Records from a collection:
========
pub mod commands;

use std::path::PathBuf;

use clap::{Parser, Subcommand};

#[derive(Parser)]
#[command(name = "gator")]
#[command(about = "A multi-user RSS feed aggregator", long_about = None)]
pub struct Cli {
    /// Path to the configuration file (default: ~/.config/gator/config.toml)
    #[arg(short, long, global = true)]
    pub config: Option<PathBuf>,

    #[command(subcommand)]
    pub command: Commands,
}

#[derive(Subcommand)]
pub enum Commands {
    /// Create a user and log in as them
    Register {
        name: String,
    },
    /// Switch the current user
    Login {
        name: String,
    },
    /// List all users
    Users,
    /// Delete every user along with their feeds and posts
    Reset,
    /// Add a feed and follow it
    #[command(name = "addfeed")]
    AddFeed {
        /// Display name of the feed
        name: String,
        /// URL of the feed
        url: String,
    },
    /// List all feeds
    Feeds,
    /// Follow an existing feed
    Follow {
        url: String,
    },
    /// List feeds the current user follows
    Following,
    /// Stop following a feed
    Unfollow {
        url: String,
    },
    /// Show the newest posts from followed feeds
    Browse {
        /// Number of posts to show
        #[arg(default_value_t = 2)]
        limit: usize,
    },
    /// Fetch the next due feed once
    Scrape,
    /// Fetch feeds continuously
    Agg {
        /// Time between requests (e.g., "30s", "1m", "1h30m")
        time_between_reqs: String,
    },
}
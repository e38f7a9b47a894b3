use std::collections::HashMap;
use std::sync::{Arc, Mutex};

use async_trait::async_trait;
use chrono::Duration;

use gator::app::Shutdown;
use gator::domain::{self, Feed, User};
use gator::fetcher::{FetchError, Fetcher};
use gator::parser::FeedParser;
use gator::scheduler::{CycleError, FetchScheduler};
use gator::store::{FeedCatalog, PostStore, SqliteStore, UserStore};

/// Serves fixed bodies by URL and remembers the order of requests.
struct StubFetcher {
    bodies: HashMap<String, String>,
    requested: Mutex<Vec<String>>,
}

impl StubFetcher {
    fn new(bodies: &[(&str, String)]) -> Self {
        Self {
            bodies: bodies
                .iter()
                .map(|(url, body)| (url.to_string(), body.clone()))
                .collect(),
            requested: Mutex::new(Vec::new()),
        }
    }

    fn requested(&self) -> Vec<String> {
        self.requested.lock().unwrap().clone()
    }
}

#[async_trait]
impl Fetcher for StubFetcher {
    async fn fetch(&self, url: &str, _shutdown: &Shutdown) -> Result<Vec<u8>, FetchError> {
        self.requested.lock().unwrap().push(url.to_string());
        self.bodies
            .get(url)
            .map(|body| body.as_bytes().to_vec())
            .ok_or(FetchError::HttpStatus(404))
    }
}

fn rss(links: &[&str]) -> String {
    let items: String = links
        .iter()
        .map(|link| format!("<item><title>{0}</title><link>{0}</link></item>", link))
        .collect();
    format!(r#"<rss version="2.0"><channel><title>Test</title>{}</channel></rss>"#, items)
}

fn store_with_owner() -> (Arc<SqliteStore>, User) {
    let store = Arc::new(SqliteStore::in_memory().unwrap());
    let user = User::new("owner");
    store.create_user(&user).unwrap();
    (store, user)
}

#[tokio::test]
async fn test_never_fetched_first_and_duplicates_collapse() {
    const A: &str = "https://a.example/rss";
    const B: &str = "https://b.example/rss";

    let (store, user) = store_with_owner();
    let feed_a = Feed::new("A", A, user.id);
    let feed_b = Feed::new("B", B, user.id);
    store.add_feed(&feed_b).unwrap();
    store.add_feed(&feed_a).unwrap();
    store
        .mark_fetched(feed_b.id, domain::now() - Duration::hours(1))
        .unwrap();

    let fetcher = Arc::new(StubFetcher::new(&[
        (A, rss(&["https://posts.example/u1", "https://posts.example/u2"])),
        (B, rss(&["https://posts.example/u1"])),
    ]));
    let scheduler = FetchScheduler::new(store.clone(), fetcher.clone(), FeedParser::new());
    let shutdown = Shutdown::never();

    let first = scheduler.run_one_cycle(&shutdown).await.unwrap();
    assert_eq!(first.feed.id, feed_a.id);
    assert_eq!(first.stored, 2);

    let second = scheduler.run_one_cycle(&shutdown).await.unwrap();
    assert_eq!(second.feed.id, feed_b.id);
    assert_eq!(second.stored, 0);
    assert_eq!(second.already_known, 1);

    let third = scheduler.run_one_cycle(&shutdown).await.unwrap();
    assert_eq!(third.feed.id, feed_a.id);
    assert_eq!(third.already_known, 2);

    assert_eq!(fetcher.requested(), vec![A, B, A]);
    assert_eq!(store.count_posts().unwrap(), 2);
    let u1 = store
        .get_post_by_url("https://posts.example/u1")
        .unwrap()
        .unwrap();
    assert_eq!(u1.feed_id, feed_a.id);
    let u2 = store
        .get_post_by_url("https://posts.example/u2")
        .unwrap()
        .unwrap();
    assert_eq!(u2.feed_id, feed_a.id);
}

#[tokio::test]
async fn test_every_feed_gets_a_turn() {
    let urls = [
        "https://one.example/rss",
        "https://two.example/rss",
        "https://three.example/rss",
    ];

    let (store, user) = store_with_owner();
    let now = domain::now();
    for (i, url) in urls.iter().enumerate() {
        let feed = Feed::new(*url, *url, user.id);
        store.add_feed(&feed).unwrap();
        // Oldest fetch last in the list, so rotation runs in reverse
        store
            .mark_fetched(feed.id, now - Duration::minutes(10 + i as i64))
            .unwrap();
    }

    let bodies: Vec<(&str, String)> = urls.iter().map(|u| (*u, rss(&[]))).collect();
    let fetcher = Arc::new(StubFetcher::new(&bodies));
    let scheduler = FetchScheduler::new(store.clone(), fetcher.clone(), FeedParser::new());

    for _ in 0..6 {
        scheduler.run_one_cycle(&Shutdown::never()).await.unwrap();
    }

    let expected: Vec<&str> = urls.iter().rev().chain(urls.iter().rev()).copied().collect();
    assert_eq!(fetcher.requested(), expected);
}

#[tokio::test]
async fn test_unreachable_feed_rotates_to_the_back() {
    let (store, user) = store_with_owner();
    store
        .add_feed(&Feed::new("Gone", "https://gone.example/rss", user.id))
        .unwrap();
    store
        .add_feed(&Feed::new("Live", "https://live.example/rss", user.id))
        .unwrap();

    let fetcher = Arc::new(StubFetcher::new(&[(
        "https://live.example/rss",
        rss(&["https://posts.example/live"]),
    )]));
    let scheduler = FetchScheduler::new(store.clone(), fetcher, FeedParser::new());
    let shutdown = Shutdown::never();

    let err = scheduler.run_one_cycle(&shutdown).await.unwrap_err();
    assert!(matches!(
        err,
        CycleError::FetchFailed { source: FetchError::HttpStatus(404), .. }
    ));

    let report = scheduler.run_one_cycle(&shutdown).await.unwrap();
    assert_eq!(report.feed.url, "https://live.example/rss");
    assert_eq!(report.stored, 1);
}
========
* **Exercise brief**
Each of the records above is to be reproduced word for word.

* **Solution to the problem**
pub mod commands;

use std::path::PathBuf;

use clap::{Parser, Subcommand};

#[derive(Parser)]
#[command(name = "gator")]
#[command(about = "A multi-user RSS feed aggregator", long_about = None)]
pub struct Cli {
    /// Path to the configuration file (default: ~/.config/gator/config.toml)
    #[arg(short, long, global = true)]
    pub config: Option<PathBuf>,

    #[command(subcommand)]
    pub command: Commands,
}

#[derive(Subcommand)]
pub enum Commands {
    /// Create a user and log in as them
    Register {
        name: String,
    },
    /// Switch the current user
    Login {
        name: String,
    },
    /// List all users
    Users,
    /// Delete every user along with their feeds and posts
    Reset,
    /// Add a feed and follow it
    #[command(name = "addfeed")]
    AddFeed {
        /// Display name of the feed
        name: String,
        /// URL of the feed
        url: String,
    },
    /// List all feeds
    Feeds,
    /// Follow an existing feed
    Follow {
        url: String,
    },
    /// List feeds the current user follows
    Following,
    /// Stop following a feed
    Unfollow {
        url: String,
    },
    /// Show the newest posts from followed feeds
    Browse {
        /// Number of posts to show
        #[arg(default_value_t = 2)]
        limit: usize,
    },
    /// Fetch the next due feed once
    Scrape,
    /// Fetch feeds continuously
    Agg {
        /// Time between requests (e.g., "30s", "1m", "1h30m")
        time_between_reqs: String,
    },
}
repository e38f7a9b47a894b3
use std::collections::HashMap;
use std::sync::{Arc, Mutex};

use async_trait::async_trait;
use chrono::Duration;

use gator::app::Shutdown;
use gator::domain::{self, Feed, User};
use gator::fetcher::{FetchError, Fetcher};
use gator::parser::FeedParser;
use gator::scheduler::{CycleError, FetchScheduler};
use gator::store::{FeedCatalog, PostStore, SqliteStore, UserStore};

/// Serves fixed bodies by URL and remembers the order of requests.
struct StubFetcher {
    bodies: HashMap<String, String>,
    requested: Mutex<Vec<String>>,
}

impl StubFetcher {
    fn new(bodies: &[(&str, String)]) -> Self {
        Self {
            bodies: bodies
                .iter()
                .map(|(url, body)| (url.to_string(), body.clone()))
                .collect(),
            requested: Mutex::new(Vec::new()),
        }
    }

    fn requested(&self) -> Vec<String> {
        self.requested.lock().unwrap().clone()
    }
}

#[async_trait]
impl Fetcher for StubFetcher {
    async fn fetch(&self, url: &str, _shutdown: &Shutdown) -> Result<Vec<u8>, FetchError> {
        self.requested.lock().unwrap().push(url.to_string());
        self.bodies
            .get(url)
            .map(|body| body.as_bytes().to_vec())
            .ok_or(FetchError::HttpStatus(404))
    }
}

fn rss(links: &[&str]) -> String {
    let items: String = links
        .iter()
        .map(|link| format!("<item><title>{0}</title><link>{0}</link></item>", link))
        .collect();
    format!(r#"<rss version="2.0"><channel><title>Test</title>{}</channel></rss>"#, items)
}

fn store_with_owner() -> (Arc<SqliteStore>, User) {
    let store = Arc::new(SqliteStore::in_memory().unwrap());
    let user = User::new("owner");
    store.create_user(&user).unwrap();
    (store, user)
}

#[tokio::test]
async fn test_never_fetched_first_and_duplicates_collapse() {
    const A: &str = "https://a.example/rss";
    const B: &str = "https://b.example/rss";

    let (store, user) = store_with_owner();
    let feed_a = Feed::new("A", A, user.id);
    let feed_b = Feed::new("B", B, user.id);
    store.add_feed(&feed_b).unwrap();
    store.add_feed(&feed_a).unwrap();
    store
        .mark_fetched(feed_b.id, domain::now() - Duration::hours(1))
        .unwrap();

    let fetcher = Arc::new(StubFetcher::new(&[
        (A, rss(&["https://posts.example/u1", "https://posts.example/u2"])),
        (B, rss(&["https://posts.example/u1"])),
    ]));
    let scheduler = FetchScheduler::new(store.clone(), fetcher.clone(), FeedParser::new());
    let shutdown = Shutdown::never();

    let first = scheduler.run_one_cycle(&shutdown).await.unwrap();
    assert_eq!(first.feed.id, feed_a.id);
    assert_eq!(first.stored, 2);

    let second = scheduler.run_one_cycle(&shutdown).await.unwrap();
    assert_eq!(second.feed.id, feed_b.id);
    assert_eq!(second.stored, 0);
    assert_eq!(second.already_known, 1);

    let third = scheduler.run_one_cycle(&shutdown).await.unwrap();
    assert_eq!(third.feed.id, feed_a.id);
    assert_eq!(third.already_known, 2);

    assert_eq!(fetcher.requested(), vec![A, B, A]);
    assert_eq!(store.count_posts().unwrap(), 2);
    let u1 = store
        .get_post_by_url("https://posts.example/u1")
        .unwrap()
        .unwrap();
    assert_eq!(u1.feed_id, feed_a.id);
    let u2 = store
        .get_post_by_url("https://posts.example/u2")
        .unwrap()
        .unwrap();
    assert_eq!(u2.feed_id, feed_a.id);
}

#[tokio::test]
async fn test_every_feed_gets_a_turn() {
    let urls = [
        "https://one.example/rss",
        "https://two.example/rss",
        "https://three.example/rss",
    ];

    let (store, user) = store_with_owner();
    let now = domain::now();
    for (i, url) in urls.iter().enumerate() {
        let feed = Feed::new(*url, *url, user.id);
        store.add_feed(&feed).unwrap();
        // Oldest fetch last in the list, so rotation runs in reverse
        store
            .mark_fetched(feed.id, now - Duration::minutes(10 + i as i64))
            .unwrap();
    }

    let bodies: Vec<(&str, String)> = urls.iter().map(|u| (*u, rss(&[]))).collect();
    let fetcher = Arc::new(StubFetcher::new(&bodies));
    let scheduler = FetchScheduler::new(store.clone(), fetcher.clone(), FeedParser::new());

    for _ in 0..6 {
        scheduler.run_one_cycle(&Shutdown::never()).await.unwrap();
    }

    let expected: Vec<&str> = urls.iter().rev().chain(urls.iter().rev()).copied().collect();
    assert_eq!(fetcher.requested(), expected);
}

#[tokio::test]
async fn test_unreachable_feed_rotates_to_the_back() {
    let (store, user) = store_with_owner();
    store
        .add_feed(&Feed::new("Gone", "https://gone.example/rss", user.id))
        .unwrap();
    store
        .add_feed(&Feed::new("Live", "https://live.example/rss", user.id))
        .unwrap();

    let fetcher = Arc::new(StubFetcher::new(&[(
        "https://live.example/rss",
        rss(&["https://posts.example/live"]),
    )]));
    let scheduler = FetchScheduler::new(store.clone(), fetcher, FeedParser::new());
    let shutdown = Shutdown::never();

    let err = scheduler.run_one_cycle(&shutdown).await.unwrap_err();
    assert!(matches!(
        err,
        CycleError::FetchFailed { source: FetchError::HttpStatus(404), .. }
    ));

    let report = scheduler.run_one_cycle(&shutdown).await.unwrap();
    assert_eq!(report.feed.url, "https://live.example/rss");
    assert_eq!(report.stored, 1);
}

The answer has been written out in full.